Caixin
Apr 27, 2021 06:49 PM
BUSINESS & TECH

World’s Largest Steelmaker Reports Bumper Profits on High Prices, Booming Demand

Baosteel attributed its latest jump in profit to a strengthening domestic economy and high prices for crude steel. Photo: VCG
Baosteel attributed its latest jump in profit to a strengthening domestic economy and high prices for crude steel. Photo: VCG

The main listed subsidiary of the world’s largest steelmaker said Tuesday its net profit soared by nearly two and a half times in the first quarter, as rising prices for the metal continue to swell the coffers of Chinese mills.

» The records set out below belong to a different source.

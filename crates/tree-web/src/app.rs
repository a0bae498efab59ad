use crate::camera;
use crate::detect::HandDetector;
use crate::dom;
use crate::frame;
use std::cell::RefCell;
use std::rc::Rc;
use tree_core::{GestureHint, Scene, ScheduleHandle, Session, SessionCommand, StatusLabel};
use wasm_bindgen_futures::spawn_local;
use web_sys as web;

pub const STATUS_ID: &str = "status";
pub const HINT_ID: &str = "hint";

/// Everything the DOM callbacks and both frame loops share.
pub struct App {
    pub scene: Scene,
    pub session: Session,
    pub detector: Option<HandDetector>,
    pub video: web::HtmlVideoElement,
    document: web::Document,
    shown: Option<(StatusLabel, GestureHint)>,
}

impl App {
    pub fn new(scene: Scene, video: web::HtmlVideoElement, document: web::Document) -> Self {
        Self {
            scene,
            session: Session::new(),
            detector: None,
            video,
            document,
            shown: None,
        }
    }

    /// Push the status and hint text to the page when either changed.
    pub fn refresh_labels(&mut self) {
        let labels = (
            self.session.status(),
            self.session.hint(self.scene.gesture()),
        );
        if self.shown == Some(labels) {
            return;
        }
        dom::set_text(&self.document, STATUS_ID, labels.0.as_str());
        dom::set_text(&self.document, HINT_ID, labels.1.as_str());
        self.shown = Some(labels);
    }
}

pub fn apply_command(app: &Rc<RefCell<App>>, command: SessionCommand) {
    match command {
        SessionCommand::None => {}
        SessionCommand::ReleaseCamera => {
            let mut a = app.borrow_mut();
            camera::release(&a.video);
            a.scene.reset_input();
            log::info!("[camera] released");
        }
        SessionCommand::AcquireCamera(handle) => {
            let app = app.clone();
            spawn_local(async move { acquire(app, handle).await });
        }
    }
}

async fn acquire(app: Rc<RefCell<App>>, handle: ScheduleHandle) {
    log::info!("[camera] requesting {:?}", handle);
    let stream = match camera::request_camera().await {
        Ok(stream) => stream,
        Err(e) => {
            log::warn!("[camera] {:#}", e);
            app.borrow_mut().session.camera_denied(handle);
            return;
        }
    };
    let video = {
        let mut a = app.borrow_mut();
        if !a.session.camera_granted(handle) {
            camera::stop_tracks(&stream);
            log::info!("[camera] {:?} no longer wanted; stream stopped", handle);
            return;
        }
        a.scene.reset_input();
        a.video.clone()
    };
    if let Err(e) = camera::attach(&video, &stream).await {
        log::warn!("[camera] {:#}", e);
    }
    if app.borrow().session.is_current(handle) {
        frame::start_detection_loop(app, handle);
    }
}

Baoshan Iron & Steel Co. Ltd. (600019.SH), also known as Baosteel, posted net gains of 5.36 billion yuan ($826 million), the company said in a filing (link in Chinese) to the Shanghai Stock Exchange. The figure represents a 248% rise on the equivalent period last year, which offered a low comparison base as China’s Covid-19 outbreak caused a collapse in production.

Profits were up 97% compared with the first quarter of 2019, before the pandemic began, according to a Caixin calculation based on a previous Baosteel filing (link in Chinese).

Baosteel attributed the latest sharp rise in profits to a strengthening domestic economy and high prices for crude steel, which have surged amid a seasonal rise in demand and the central government’s decision to curb production in line with emissions targets.

China’s steel price index stood at 136.28 at the end of March, up 37.4% on the previous year, according to the China Iron and Steel Association (CISA), a government-backed industry group. The Asian nation churned out 271 million tons of crude steel in the first quarter, a 15.6% jump from a year earlier and 17.3% higher than the equivalent period (links in Chinese) of 2019, according to the National Bureau of Statistics and Caixin calculations.

Baosteel said it moved quickly in the three months through March to meet rising steel demand, with its large number of manufacturing bases and cooperative agreements helping to stabilize production and assure the quality of steel products.

Net profits for 2020 rose 0.9% to 12.68 billion yuan, the company said in a separate annual report (link in Chinese). That figure could exceed 20 billion yuan this year as government curbs on steel production boost demand for Baowu’s subsidiaries, according to an estimate by Soochow Securities, a brokerage headquartered in the eastern Chinese city of Suzhou.

China has sought to rein in steelmaking since last year to reduce carbon dioxide emissions, which Beijing plans to bring to a peak by the end of the decade and force to net zero by 2060.

The curbs are fueling high steel prices and boosting the profit margins of the country’s mills. In the first two months of this year, a group of 89 key steelmakers posted combined profits of 39.7 billion yuan, a rise of 160% on the equivalent figure from last year, the National Development and Reform Commission said earlier this month.

By comparison, large and midsized steel producers recorded combined profits of 216.4 billion yuan for the whole of 2020, a relatively modest increase of 6.3% on the year prior, according to CISA data.

The steel surge has also helped to lift benchmark spot prices of iron ore, a key raw material, to once-in-a-decade highs. Baosteel’s operating costs rose by close to one-third due to iron ore prices.

Shanghai-headquartered Baosteel said it produced 12.27 million tons of crude steel in the first quarter, marking a year-on-year rise of 9.3%. It sold the metal at an average price of 5,194 yuan per ton, some 23.2% higher than in the first quarter last year.

Revenue from sales of steel plates rose 36% to 67.2 billion yuan, Baosteel said.

Shanghai-headquartered Baosteel is a key subsidiary of state-owned China Baowu Steel Group Corp. Ltd., which last year became the world’s largest steelmaker by crude output following a wave of breakneck mergers and acquisitions.

Baosteel’s stock price fell by more than 4% during Tuesday trading before closing down 1.39% at 8.54 yuan.